We left the church and quickly toured Burford's High Street, grabbing some pastries to take back on the bus with us for lunch.

All-in-all, we LOVED the Costwolds. Even though this was my sixth time in England, this was a region I had never before seen. Not that I hadn't wanted to go there before, it's just that there are so many wonderful places to see and things to do in England that you just can't see or do it all.

Here's one thing I know, though . . . I will be back. This is an area that deserves much more of my attention.

Once again I've gotten long-winded, and I'm probably boring you to death, so I'll stop my rambling now. You'll have to come back tomorrow to find out the surprise at the end of our day trip. It's worth a blog post of its own anyway.

Now, I'd love to know . . . of all the places I've posted about so far, which would you most like to see in person? Leave me a comment and let me know.


Wednesday, July 28, 2010

How I Spent My Summer Vacation - Part 2

It was with deep sadness that we left our little B&B in Scotland and travelled across the Firth of Forth (don't you just love that? The Firth of Forth. Just slips over the tongue, doesn't it?) to catch a train to London.

But first, a trip to the loo in the train station where we encountered our first pay toilet, heretofore to be known as "the 30p pee."

You should have seen us scrambling for change.

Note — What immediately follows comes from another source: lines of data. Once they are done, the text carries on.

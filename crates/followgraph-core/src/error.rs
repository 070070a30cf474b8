use thiserror::Error;

/// Failures reported by an account source.
#[derive(Error, Debug, Clone)]
pub enum SourceError {
    #[error("Account not found: {screen_name}")]
    NotFound { screen_name: String },

    #[error("Account service unavailable: {0}")]
    Unavailable(String),

    #[error("Account service error (status {status}): {message}")]
    Remote { status: u16, message: String },

    #[error("Malformed account service response: {0}")]
    Malformed(String),
}

impl From<serde_json::Error> for SourceError {
    fn from(err: serde_json::Error) -> Self {
        SourceError::Malformed(err.to_string())
    }
}
//! CLI entry point for the followgraph crawler.

use clap::Parser;
use tracing_subscriber::{fmt, EnvFilter};

use followgraph_crawl::config::{normalize_seeds, FollowgraphConfig};
use followgraph_crawl::Crawler;
use followgraph_graph::FileSink;
use followgraph_twitter::TwitterClient;

#[derive(Parser)]
#[command(name = "followgraph")]
#[command(about = "Crawl who seed accounts follow and export the graph as GraphSON")]
struct Cli {
    /// Seed screen name; repeat or comma-separate for several (overrides config).
    #[arg(short, long = "seed", value_delimiter = ',')]
    seeds: Vec<String>,

    /// Output file (overrides crawl.output_path).
    #[arg(short, long)]
    output: Option<String>,

    /// Config file prefix (default: followgraph).
    #[arg(short, long, default_value = "followgraph")]
    config: String,
}

#[tokio::main]
async fn main() -> anyhow::Result<()> {
    let filter = EnvFilter::try_from_default_env().unwrap_or_else(|_| EnvFilter::new("info"));
    fmt().with_env_filter(filter).json().with_writer(std::io::stderr).init();

    let cli = Cli::parse();
    let mut config = FollowgraphConfig::load(&cli.config)?;

    if !cli.seeds.is_empty() {
        config.crawl.seeds = normalize_seeds(&cli.seeds);
    }
    if let Some(output) = cli.output {
        config.crawl.output_path = output;
    }
    config.validate()?;

    let client = TwitterClient::new(config.twitter.clone())?;
    let sink = FileSink::new(&config.crawl.output_path);

    let mut crawler = Crawler::new(client, sink, config.crawl.seeds.clone())
        .with_batch_size(config.crawl.batch_size);
    let summary = crawler.run().await?;

    tracing::info!(path = %summary.destination, "GraphSON file successfully saved");
    println!("{}", serde_json::to_string(&summary)?);

    Ok(())
}
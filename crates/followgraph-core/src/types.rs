//! Core domain types for the follow graph.
//!
//! Remote account data is converted into these typed records at the
//! collaborator boundary; nothing past that boundary sees raw JSON.

use std::fmt;

use serde::{Deserialize, Serialize};

// ── Identity ──────────────────────────────────────────────────────

/// Numeric account identifier assigned by the remote account service.
#[derive(
    Debug, Clone, Copy, Default, Serialize, Deserialize, PartialEq, Eq, PartialOrd, Ord, Hash,
)]
#[serde(transparent)]
pub struct ExternalId(pub u64);

impl fmt::Display for ExternalId {
    fn fmt(&self, f: &mut fmt::Formatter<'_>) -> fmt::Result {
        write!(f, "{}", self.0)
    }
}

impl From<u64> for ExternalId {
    fn from(id: u64) -> Self {
        Self(id)
    }
}

/// Opaque reference to a vertex inside a single graph store.
///
/// Handles are dense and assigned in creation order. They are never
/// reused because vertices are never removed during a run. Each handle
/// carries the id of the store that issued it.
#[derive(Debug, Clone, Copy, Serialize, Deserialize, PartialEq, Eq, PartialOrd, Ord, Hash)]
pub struct VertexHandle {
    store: u64,
    index: usize,
}

impl VertexHandle {
    /// Build a handle for position `index` in store `store`. Only graph
    /// stores should need this.
    pub fn new(store: u64, index: usize) -> Self {
        Self { store, index }
    }

    /// Id of the store that issued this handle.
    pub fn store(self) -> u64 {
        self.store
    }

    /// Dense position of the vertex in its store.
    pub fn index(self) -> usize {
        self.index
    }
}

impl fmt::Display for VertexHandle {
    fn fmt(&self, f: &mut fmt::Formatter<'_>) -> fmt::Result {
        write!(f, "v{}", self.index)
    }
}

// ── Attributes ────────────────────────────────────────────────────

/// The closed set of profile attributes copied onto account vertices.
#[derive(Debug, Clone, Copy, Serialize, Deserialize, PartialEq, Eq, PartialOrd, Ord, Hash)]
#[serde(rename_all = "snake_case")]
pub enum AttributeKey {
    Name,
    Location,
    ScreenName,
    Description,
}

impl AttributeKey {
    /// Every recognized key, in export order.
    pub const ALL: [AttributeKey; 4] = [
        AttributeKey::Name,
        AttributeKey::Location,
        AttributeKey::ScreenName,
        AttributeKey::Description,
    ];

    /// Property name used on the wire and in exported documents.
    pub fn as_str(self) -> &'static str {
        match self {
            Self::Name => "name",
            Self::Location => "location",
            Self::ScreenName => "screen_name",
            Self::Description => "description",
        }
    }
}

impl fmt::Display for AttributeKey {
    fn fmt(&self, f: &mut fmt::Formatter<'_>) -> fmt::Result {
        f.write_str(self.as_str())
    }
}

// ── Edges ─────────────────────────────────────────────────────────

/// Relationship label between two account vertices.
#[derive(Debug, Clone, Copy, Serialize, Deserialize, PartialEq, Eq, Hash)]
#[serde(rename_all = "snake_case")]
pub enum EdgeLabel {
    /// Source account follows target account.
    Follows,
}

impl EdgeLabel {
    pub fn as_str(self) -> &'static str {
        match self {
            Self::Follows => "follows",
        }
    }
}

impl fmt::Display for EdgeLabel {
    fn fmt(&self, f: &mut fmt::Formatter<'_>) -> fmt::Result {
        f.write_str(self.as_str())
    }
}

// ── Remote records ────────────────────────────────────────────────

/// Result of resolving a screen name to an account.
#[derive(Debug, Clone, PartialEq, Eq)]
pub struct Account {
    pub id: ExternalId,
    pub screen_name: Option<String>,
}

/// A partial profile returned by a batched lookup.
///
/// `None` means the remote service returned null or omitted the field.
/// An empty string is a real value and is kept.
#[derive(Debug, Clone, Default, PartialEq, Eq)]
pub struct Profile {
    pub id: ExternalId,
    pub name: Option<String>,
    pub location: Option<String>,
    pub screen_name: Option<String>,
    pub description: Option<String>,
}

impl Profile {
    pub fn new(id: ExternalId) -> Self {
        Self {
            id,
            ..Default::default()
        }
    }

    /// Value for a recognized attribute, if the remote service supplied one.
    pub fn attribute(&self, key: AttributeKey) -> Option<&str> {
        match key {
            AttributeKey::Name => self.name.as_deref(),
            AttributeKey::Location => self.location.as_deref(),
            AttributeKey::ScreenName => self.screen_name.as_deref(),
            AttributeKey::Description => self.description.as_deref(),
        }
    }

    /// Builder-style setter used by fakes and fixtures.
    pub fn with(mut self, key: AttributeKey, value: impl Into<String>) -> Self {
        let value = Some(value.into());
        match key {
            AttributeKey::Name => self.name = value,
            AttributeKey::Location => self.location = value,
            AttributeKey::ScreenName => self.screen_name = value,
            AttributeKey::Description => self.description = value,
        }
        self
    }

    /// Present attributes, in `AttributeKey::ALL` order.
    pub fn present_attributes(&self) -> impl Iterator<Item = (AttributeKey, &str)> {
        AttributeKey::ALL
            .into_iter()
            .filter_map(move |key| self.attribute(key).map(|value| (key, value)))
    }
}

Anyway, after a perfectly hellacious 5 hour train ride (now that's a post for another day) we arrived in London and made our way to our hotel in the Victoria neighborhood.

Now, Victoria is not a neighborhood I would normally stay in in London. I prefer Kensington with its gorgeous homes and quiet streets, but God really had other things in store last February when I put in my pie-in-the-sky Priceline bid and actually won it. In Victoria.

And you know what? God was right! For this trip, Victoria was exactly where we needed to be--just a couple of Tube stops from everything, close to restaurants, and just down the street from the theatre.

Here's a picture of our room, just in case you're into that sort of thing, which I'm not, but I'll post it for you curious ones.

If it seems like a large room to you, especially by London standards, it is. (And no, that's not a bottle of vodka sitting on the desk over there--it's water. Fancy water.) Enough about that--let's get to the good stuff.

Hampton Court. (One of King Henry VIII's palaces.)

I had not been here since college which was, well, a while ago, and I didn't remember much about the place except for the Great Hall. I'm so glad we spent part of a day here because the place is beautiful . . . and historic . . . and massive. And it has a hedge maze which we didn't get to see on this trip, but that's why there will always be a next time.

Oh, Henry!

The Victoria and Albert Museum. This is one of those places that I've always intended to visit, but for one reason or another it just didn't happen. But this time it did, and I am so glad. What a beautiful museum!

Even before we stepped inside the doors we got a sense of how important this place is. I mean, it didn't even fall down during the blitz! They kept the bomb marks on the outside of the building to prove it.

Famous sculptures everywhere. I know I've seen this one in a textbook somewhere, but even if I haven't I think he's awfully cute.

We mainly went to the V&A to see their wonderful collection of historic textiles, specifically historic samplers which my sister, Jenn, is really into. It's kind of her hobby.

You can go into this big room that looks like a library and pull out these frames that hold all sorts of old ("antique" just doesn't seem to begin to cover it. Is it an antique if it's over 600 years old?) fabric samples.

The biggest thrill, though, was finding the many cross-stitched samplers that they had because, like I said, my sisters' into that kind of thing. Here she is examining the work of some 7-year-old girl. Amateur.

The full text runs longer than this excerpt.